→ **SUPPLIED MATERIAL**
* * *

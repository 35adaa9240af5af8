// Copyright 2019 Stichting Organism
//
// Licensed under the Apache License, Version 2.0 (the "License");
// you may not use this file except in compliance with the License.
// You may obtain a copy of the License at
//
//     http://www.apache.org/licenses/LICENSE-2.0
//
// Unless required by applicable law or agreed to in writing, software
// distributed under the License is distributed on an "AS IS" BASIS,
// WITHOUT WARRANTIES OR CONDITIONS OF ANY KIND, either express or implied.
// See the License for the specific language governing permissions and
// limitations under the License.

//! Ed25519 key pairs and single-signer signing

use crate::errors::{CosiError, EncodingError};
use crate::keys::{PublicKey, SecretKey, PUBLIC_KEY_LENGTH, SECRET_KEY_LENGTH};
use crate::signature::Signature;
use crate::tools::hash_to_scalar;
use curve25519_dalek::edwards::EdwardsPoint;
use rand::{CryptoRng, RngCore};
use zeroize::Zeroize;

/// The length of an Ed25519 `Keypair`, in bytes.
pub const KEYPAIR_LENGTH: usize = SECRET_KEY_LENGTH + PUBLIC_KEY_LENGTH;

/// An Ed25519 keypair.
#[derive(Debug, Clone)]
pub struct Keypair {
    /// The secret half of this keypair.
    pub secret: SecretKey,
    /// The public half of this keypair.
    pub public: PublicKey,
}

impl From<SecretKey> for Keypair {
    fn from(secret: SecretKey) -> Keypair {
        let public = PublicKey::from_secret(&secret);
        Keypair { secret, public }
    }
}

impl Zeroize for Keypair {
    fn zeroize(&mut self) {
        self.secret.zeroize();
    }
}

impl Drop for Keypair {
    fn drop(&mut self) {
        self.zeroize();
    }
}

impl Keypair {
    const DESCRIPTION: &'static str = "An Ed25519 seed followed by its public key, 64 bytes.";

    /// Convert this keypair to bytes.
    ///
    /// # Returns
    ///
    /// An array of bytes, `[u8; KEYPAIR_LENGTH]`.  The first
    /// `SECRET_KEY_LENGTH` of bytes is the `SecretKey`, and the next
    /// `PUBLIC_KEY_LENGTH` bytes is the `PublicKey`
    pub fn to_bytes(&self) -> [u8; KEYPAIR_LENGTH] {
        let mut bytes: [u8; KEYPAIR_LENGTH] = [0u8; KEYPAIR_LENGTH];

        bytes[..SECRET_KEY_LENGTH].copy_from_slice(self.secret.as_bytes());
        bytes[SECRET_KEY_LENGTH..].copy_from_slice(self.public.as_bytes());
        bytes
    }

    /// Construct a `Keypair` from the bytes of a `SecretKey` and `PublicKey`.
    ///
    /// The public half is recomputed from the seed and must match, so a
    /// mismatched pair never reaches the signer.
    pub fn from_bytes(bytes: &[u8]) -> Result<Keypair, CosiError> {
        crate::errors::check_length("Keypair", bytes, KEYPAIR_LENGTH)?;
        let secret = SecretKey::from_bytes(&bytes[..SECRET_KEY_LENGTH])?;
        let public = PublicKey::from_bytes(&bytes[SECRET_KEY_LENGTH..])?;

        if PublicKey::from_secret(&secret) != public {
            return Err(EncodingError::KeypairMismatch.into());
        }

        Ok(Keypair { secret, public })
    }

    /// Derive the keypair for a raw seed.
    pub fn from_seed(seed: &[u8]) -> Result<Keypair, CosiError> {
        Ok(Keypair::from(SecretKey::from_bytes(seed)?))
    }

    /// Generate an Ed25519 keypair.
    ///
    /// # Example
    ///
    /// ```
    /// use rand::rngs::OsRng;
    /// use ed25519_cosi::*;
    ///
    /// let keypair: Keypair = Keypair::generate(&mut OsRng);
    /// ```
    ///
    /// # Input
    ///
    /// A CSPRNG with a `fill_bytes()` method, e.g. `rand_chacha::ChaChaRng`.
    pub fn generate<R>(csprng: &mut R) -> Keypair
    where
        R: CryptoRng + RngCore,
    {
        Keypair::from(SecretKey::generate(csprng))
    }

    /// Sign a message alone, as a plain RFC 8032 Ed25519 signature.
    ///
    /// The nonce is `SHA-512(prefix || M)`, so the output matches any
    /// standard Ed25519 signer for the same seed and message. Collective
    /// signing goes through `cosi::Signer` instead.
    #[allow(non_snake_case)]
    pub fn sign(&self, message: &[u8]) -> Signature {
        let expanded = self.secret.expand();

        let mut r = hash_to_scalar(&[&expanded.nonce_prefix()[..], message]);
        let R = EdwardsPoint::mul_base(&r).compress();

        let k = hash_to_scalar(&[&R.as_bytes()[..], &self.public.as_bytes()[..], message]);
        let s = r + k * expanded.scalar();

        r.zeroize();

        Signature { R, s }
    }

    /// Verify a signature on a message with this keypair's public key.
    pub fn verify(&self, message: &[u8], signature: &Signature) -> Result<(), CosiError> {
        signature.verify(message, &self.public)
    }
}

serde_boilerplate!(Keypair);

#[cfg(test)]
mod test {
    use super::*;
    use rand::SeedableRng;
    use rand_chacha::ChaChaRng;

    #[test]
    fn keypair_round_trip() {
        let keypair = Keypair::generate(&mut ChaChaRng::from_seed([0u8; 32]));
        let decoded = Keypair::from_bytes(&keypair.to_bytes()).unwrap();

        assert_eq!(decoded.secret, keypair.secret);
        assert_eq!(decoded.public, keypair.public);
    }

    #[test]
    fn keypair_mismatch() {
        let mut csprng = ChaChaRng::from_seed([1u8; 32]);
        let a = Keypair::generate(&mut csprng);
        let b = Keypair::generate(&mut csprng);

        let mut bytes = a.to_bytes();
        bytes[SECRET_KEY_LENGTH..].copy_from_slice(b.public.as_bytes());

        assert_eq!(
            Keypair::from_bytes(&bytes).unwrap_err(),
            CosiError::from(EncodingError::KeypairMismatch)
        );
    }

    #[test]
    fn sign_verify() {
        let keypair = Keypair::generate(&mut ChaChaRng::from_seed([2u8; 32]));
        let good: &[u8] = b"test message";
        let bad: &[u8] = b"wrong message";

        let sig = keypair.sign(good);
        assert!(keypair.verify(good, &sig).is_ok());
        assert_eq!(keypair.verify(bad, &sig), Err(CosiError::InvalidSignature));
    }

    #[test]
    fn keypair_clear_on_zeroize() {
        let mut keypair = Keypair::generate(&mut ChaChaRng::from_seed([3u8; 32]));
        keypair.zeroize();
        assert_eq!(keypair.secret.to_bytes(), [0u8; SECRET_KEY_LENGTH]);
    }
}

* * *

All of the data above should be reproduced exactly, with nothing left out.

→ **EXERCISE RESPONSE**
repository 35adaa9240af5af8
// Copyright 2019 Stichting Organism
//
// Licensed under the Apache License, Version 2.0 (the "License");
// you may not use this file except in compliance with the License.
// You may obtain a copy of the License at
//
//     http://www.apache.org/licenses/LICENSE-2.0
//
// Unless required by applicable law or agreed to in writing, software
// distributed under the License is distributed on an "AS IS" BASIS,
// WITHOUT WARRANTIES OR CONDITIONS OF ANY KIND, either express or implied.
// See the License for the specific language governing permissions and
// limitations under the License.

//! Ed25519 key pairs and single-signer signing

use crate::errors::{CosiError, EncodingError};
use crate::keys::{PublicKey, SecretKey, PUBLIC_KEY_LENGTH, SECRET_KEY_LENGTH};
use crate::signature::Signature;
use crate::tools::hash_to_scalar;
use curve25519_dalek::edwards::EdwardsPoint;
use rand::{CryptoRng, RngCore};
use zeroize::Zeroize;

/// The length of an Ed25519 `Keypair`, in bytes.
pub const KEYPAIR_LENGTH: usize = SECRET_KEY_LENGTH + PUBLIC_KEY_LENGTH;

/// An Ed25519 keypair.
#[derive(Debug, Clone)]
pub struct Keypair {
    /// The secret half of this keypair.
    pub secret: SecretKey,
    /// The public half of this keypair.
    pub public: PublicKey,
}

impl From<SecretKey> for Keypair {
    fn from(secret: SecretKey) -> Keypair {
        let public = PublicKey::from_secret(&secret);
        Keypair { secret, public }
    }
}

impl Zeroize for Keypair {
    fn zeroize(&mut self) {
        self.secret.zeroize();
    }
}

impl Drop for Keypair {
    fn drop(&mut self) {
        self.zeroize();
    }
}

impl Keypair {
    const DESCRIPTION: &'static str = "An Ed25519 seed followed by its public key, 64 bytes.";

    /// Convert this keypair to bytes.
    ///
    /// # Returns
    ///
    /// An array of bytes, `[u8; KEYPAIR_LENGTH]`.  The first
    /// `SECRET_KEY_LENGTH` of bytes is the `SecretKey`, and the next
    /// `PUBLIC_KEY_LENGTH` bytes is the `PublicKey`
    pub fn to_bytes(&self) -> [u8; KEYPAIR_LENGTH] {
        let mut bytes: [u8; KEYPAIR_LENGTH] = [0u8; KEYPAIR_LENGTH];

        bytes[..SECRET_KEY_LENGTH].copy_from_slice(self.secret.as_bytes());
        bytes[SECRET_KEY_LENGTH..].copy_from_slice(self.public.as_bytes());
        bytes
    }

    /// Construct a `Keypair` from the bytes of a `SecretKey` and `PublicKey`.
    ///
    /// The public half is recomputed from the seed and must match, so a
    /// mismatched pair never reaches the signer.
    pub fn from_bytes(bytes: &[u8]) -> Result<Keypair, CosiError> {
        crate::errors::check_length("Keypair", bytes, KEYPAIR_LENGTH)?;
        let secret = SecretKey::from_bytes(&bytes[..SECRET_KEY_LENGTH])?;
        let public = PublicKey::from_bytes(&bytes[SECRET_KEY_LENGTH..])?;

        if PublicKey::from_secret(&secret) != public {
            return Err(EncodingError::KeypairMismatch.into());
        }

        Ok(Keypair { secret, public })
    }

    /// Derive the keypair for a raw seed.
    pub fn from_seed(seed: &[u8]) -> Result<Keypair, CosiError> {
        Ok(Keypair::from(SecretKey::from_bytes(seed)?))
    }

    /// Generate an Ed25519 keypair.
    ///
    /// # Example
    ///
    /// ```
    /// use rand::rngs::OsRng;
    /// use ed25519_cosi::*;
    ///
    /// let keypair: Keypair = Keypair::generate(&mut OsRng);
    /// ```
    ///
    /// # Input
    ///
    /// A CSPRNG with a `fill_bytes()` method, e.g. `rand_chacha::ChaChaRng`.
    pub fn generate<R>(csprng: &mut R) -> Keypair
    where
        R: CryptoRng + RngCore,
    {
        Keypair::from(SecretKey::generate(csprng))
    }

    /// Sign a message alone, as a plain RFC 8032 Ed25519 signature.
    ///
    /// The nonce is `SHA-512(prefix || M)`, so the output matches any
    /// standard Ed25519 signer for the same seed and message. Collective
    /// signing goes through `cosi::Signer` instead.
    #[allow(non_snake_case)]
    pub fn sign(&self, message: &[u8]) -> Signature {
        let expanded = self.secret.expand();

        let mut r = hash_to_scalar(&[&expanded.nonce_prefix()[..], message]);
        let R = EdwardsPoint::mul_base(&r).compress();

        let k = hash_to_scalar(&[&R.as_bytes()[..], &self.public.as_bytes()[..], message]);
        let s = r + k * expanded.scalar();

        r.zeroize();

        Signature { R, s }
    }

    /// Verify a signature on a message with this keypair's public key.
    pub fn verify(&self, message: &[u8], signature: &Signature) -> Result<(), CosiError> {
        signature.verify(message, &self.public)
    }
}

serde_boilerplate!(Keypair);

#[cfg(test)]
mod test {
    use super::*;
    use rand::SeedableRng;
    use rand_chacha::ChaChaRng;

    #[test]
    fn keypair_round_trip() {
        let keypair = Keypair::generate(&mut ChaChaRng::from_seed([0u8; 32]));
        let decoded = Keypair::from_bytes(&keypair.to_bytes()).unwrap();

        assert_eq!(decoded.secret, keypair.secret);
        assert_eq!(decoded.public, keypair.public);
    }

    #[test]
    fn keypair_mismatch() {
        let mut csprng = ChaChaRng::from_seed([1u8; 32]);
        let a = Keypair::generate(&mut csprng);
        let b = Keypair::generate(&mut csprng);

        let mut bytes = a.to_bytes();
        bytes[SECRET_KEY_LENGTH..].copy_from_slice(b.public.as_bytes());

        assert_eq!(
            Keypair::from_bytes(&bytes).unwrap_err(),
            CosiError::from(EncodingError::KeypairMismatch)
        );
    }

    #[test]
    fn sign_verify() {
        let keypair = Keypair::generate(&mut ChaChaRng::from_seed([2u8; 32]));
        let good: &[u8] = b"test message";
        let bad: &[u8] = b"wrong message";

        let sig = keypair.sign(good);
        assert!(keypair.verify(good, &sig).is_ok());
        assert_eq!(keypair.verify(bad, &sig), Err(CosiError::InvalidSignature));
    }

    #[test]
    fn keypair_clear_on_zeroize() {
        let mut keypair = Keypair::generate(&mut ChaChaRng::from_seed([3u8; 32]));
        keypair.zeroize();
        assert_eq!(keypair.secret.to_bytes(), [0u8; SECRET_KEY_LENGTH]);
    }
}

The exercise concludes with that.